SpaceX Is To Make A Second Attempt To Launch Starship On Test Flight

spacex starship

On Thursday, SpaceX will attempt a second time to launch Starship, the most powerful rocket ever built. With the goal of sending astronauts to the Moon, Mars, and beyond.

The launch of the massive rocket on Monday was called off less than 10 minutes before the scheduled time due to a pressurisation problem in the first-stage booster.

The next window for launch from Starbase, SpaceX’s spaceport in Boca Chica, Texas. Begins on Thursday at 8:28 a.m. Central Time (1328 GMT) and will last around an hour, according to SpaceX.

Risky Initial test

Elon Musk, the founder of SpaceX, has sought to downplay expectations for the risky initial test flight of starship. Casting some question on whether the launch will go place on Thursday.

“The team is working around the clock on many issues,” Musk said late Tuesday in a tweet. “Maybe on 4/20, maybe not.”

For the first time since the Apollo programme ended in 1972. NASA has chosen the Starship spacecraft to take men to the Moon in late 2025 (a mission known as Artemis III).

A 164-foot (50-meter) tall spaceship designed to carry crew and cargo rides atop a 230-foot tall first-stage Super Heavy booster rocket.

The 33 huge Raptor engines on the first-stage booster were successfully tested by SpaceX in February.

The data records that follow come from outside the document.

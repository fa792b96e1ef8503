//! Error taxonomy for vault and splitter operations.

use crate::access::Role;
use crate::types::{Amount, AssetId, ControllerId, SplitterId, StrategyId};
use chrono::{DateTime, Utc};
use thiserror::Error;

/// Coarse classification used by callers to decide how to react.
#[derive(Debug, Clone, Copy, PartialEq, Eq)]
pub enum ErrorKind {
    PermissionDenied,
    ValidationFailed,
    TimelockViolation,
    SlippageExceeded,
    LossTooHigh,
    StrategyFailure,
    ArithmeticOverflow,
}

#[derive(Debug, Error)]
pub enum AllocError {
    #[error("permission denied: {action} requires {required:?}")]
    PermissionDenied { action: &'static str, required: Role },

    #[error("strategy {0} is already scheduled")]
    AlreadyScheduled(StrategyId),

    #[error("strategy {0} is not scheduled")]
    NotScheduled(StrategyId),

    #[error("strategy {id} is time-locked until {unlock_at}")]
    TimelockNotElapsed {
        id: StrategyId,
        unlock_at: DateTime<Utc>,
    },

    #[error("strategy {id} manages {actual}, expected {expected}")]
    AssetMismatch {
        id: StrategyId,
        expected: AssetId,
        actual: AssetId,
    },

    #[error("strategy {id} is bound to splitter {actual}, expected {expected}")]
    SplitterMismatch {
        id: StrategyId,
        expected: SplitterId,
        actual: SplitterId,
    },

    #[error("strategy {id} uses controller {actual}, expected {expected}")]
    ControllerMismatch {
        id: StrategyId,
        expected: ControllerId,
        actual: ControllerId,
    },

    #[error("strategy {0} already exists")]
    AlreadyExists(StrategyId),

    #[error("strategy {0} appears twice in the batch")]
    DuplicateInBatch(StrategyId),

    #[error("empty batch")]
    EmptyBatch,

    #[error("strategy {0} not found")]
    NotFound(StrategyId),

    #[error("strategy {id} still holds {assets}")]
    NonEmptyBalance { id: StrategyId, assets: Amount },

    #[error("no strategies registered")]
    EmptyStrategySet,

    #[error("percent {0} is above 100")]
    InvalidPercent(u32),

    #[error("nothing to rebalance")]
    NothingInvested,

    #[error("loss {loss} exceeds allowed {limit_bps} bps of {base}")]
    LossTooHigh {
        loss: Amount,
        base: Amount,
        limit_bps: u32,
    },

    #[error("uncovered slippage {uncovered} exceeds {max_bps} bps of {expected}")]
    SlippageExceeded {
        uncovered: Amount,
        expected: Amount,
        max_bps: u32,
    },

    #[error("caller {0} is not a registered strategy")]
    NotAStrategy(StrategyId),

    #[error("strategy {0} is paused")]
    StrategyPaused(StrategyId),

    #[error("strategy {0} is not paused")]
    NotPaused(StrategyId),

    #[error("{name} of {value} bps is above the {max} bps limit")]
    InvalidParameter {
        name: &'static str,
        value: u32,
        max: u32,
    },

    #[error("amount must be positive")]
    ZeroAmount,

    #[error("operation would mint or burn zero shares")]
    ZeroShares,

    #[error("first deposit would mint {shares} shares, must exceed {minimum}")]
    DepositTooSmall { shares: Amount, minimum: Amount },

    #[error("insufficient shares: requested {requested}, available {available}")]
    InsufficientShares { requested: Amount, available: Amount },

    #[error("strategy {id} failed: {source}")]
    Strategy {
        id: StrategyId,
        #[source]
        source: anyhow::Error,
    },

    #[error("arithmetic overflow")]
    Overflow,
}

impl AllocError {
    pub fn kind(&self) -> ErrorKind {
        match self {
            AllocError::PermissionDenied { .. } => ErrorKind::PermissionDenied,
            AllocError::AlreadyScheduled(_)
            | AllocError::NotScheduled(_)
            | AllocError::TimelockNotElapsed { .. } => ErrorKind::TimelockViolation,
            AllocError::SlippageExceeded { .. } => ErrorKind::SlippageExceeded,
            AllocError::LossTooHigh { .. } => ErrorKind::LossTooHigh,
            AllocError::Strategy { .. } => ErrorKind::StrategyFailure,
            AllocError::Overflow => ErrorKind::ArithmeticOverflow,
            AllocError::AssetMismatch { .. }
            | AllocError::SplitterMismatch { .. }
            | AllocError::ControllerMismatch { .. }
            | AllocError::AlreadyExists(_)
            | AllocError::DuplicateInBatch(_)
            | AllocError::EmptyBatch
            | AllocError::NotFound(_)
            | AllocError::NonEmptyBalance { .. }
            | AllocError::EmptyStrategySet
            | AllocError::InvalidPercent(_)
            | AllocError::NothingInvested
            | AllocError::NotAStrategy(_)
            | AllocError::StrategyPaused(_)
            | AllocError::NotPaused(_)
            | AllocError::InvalidParameter { .. }
            | AllocError::ZeroAmount
            | AllocError::ZeroShares
            | AllocError::DepositTooSmall { .. }
            | AllocError::InsufficientShares { .. } => ErrorKind::ValidationFailed,
        }
    }

    pub(crate) fn strategy(id: &StrategyId, source: anyhow::Error) -> Self {
        AllocError::Strategy {
            id: id.clone(),
            source,
        }
    }
}

pub type AllocResult<T> = Result<T, AllocError>;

But the Starship spaceship and the Super Heavy rocket have never flown together.

The integrated test flight will evaluate their combined performance.

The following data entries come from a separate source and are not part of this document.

//! Caller permissions for administrative operations.

use crate::error::{AllocError, AllocResult};
use crate::types::AccountId;
use std::collections::HashSet;

#[derive(Debug, Clone, Copy, PartialEq, Eq, Hash)]
pub enum Role {
    /// Admits and removes strategies, sets fees and capacities.
    Governance,
    /// Day-to-day operations: pause, APR overrides, rebalance, hard work.
    Operator,
}

/// Identity and role set of whoever issues an administrative call.
#[derive(Debug, Clone)]
pub struct PermissionContext {
    pub caller: AccountId,
    roles: HashSet<Role>,
}

impl PermissionContext {
    pub fn new(caller: AccountId, roles: impl IntoIterator<Item = Role>) -> Self {
        Self {
            caller,
            roles: roles.into_iter().collect(),
        }
    }

    pub fn governance(caller: impl Into<String>) -> Self {
        Self::new(AccountId::new(caller), [Role::Governance])
    }

    pub fn operator(caller: impl Into<String>) -> Self {
        Self::new(AccountId::new(caller), [Role::Operator])
    }

    /// Caller with no roles at all.
    pub fn anonymous(caller: impl Into<String>) -> Self {
        Self::new(AccountId::new(caller), [])
    }

    /// Governance implies every operator permission.
    pub fn has(&self, role: Role) -> bool {
        match role {
            Role::Governance => self.roles.contains(&Role::Governance),
            Role::Operator => {
                self.roles.contains(&Role::Operator) || self.roles.contains(&Role::Governance)
            }
        }
    }

    pub fn require(&self, role: Role, action: &'static str) -> AllocResult<()> {
        if self.has(role) {
            Ok(())
        } else {
            tracing::warn!(caller = %self.caller, ?role, action, "Permission denied");
            Err(AllocError::PermissionDenied {
                action,
                required: role,
            })
        }
    }
}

The launch on Monday was cancelled due to a frozen pressure valve on the Super Heavy booster. And SpaceX had to postpone another attempt for 48 hours in order to recycle the liquid methane and liquid oxygen that powers the rocket.

Musk had previously warned that delays and technical concerns were likely.

“It’s a very risky flight,” he said. “It’s the first launch of a very complicated, gigantic rocket.

“There’s a million ways this rocket could fail,” Musk said. “We’re going to be very careful and if we see anything that gives us concern, we’ll postpone.”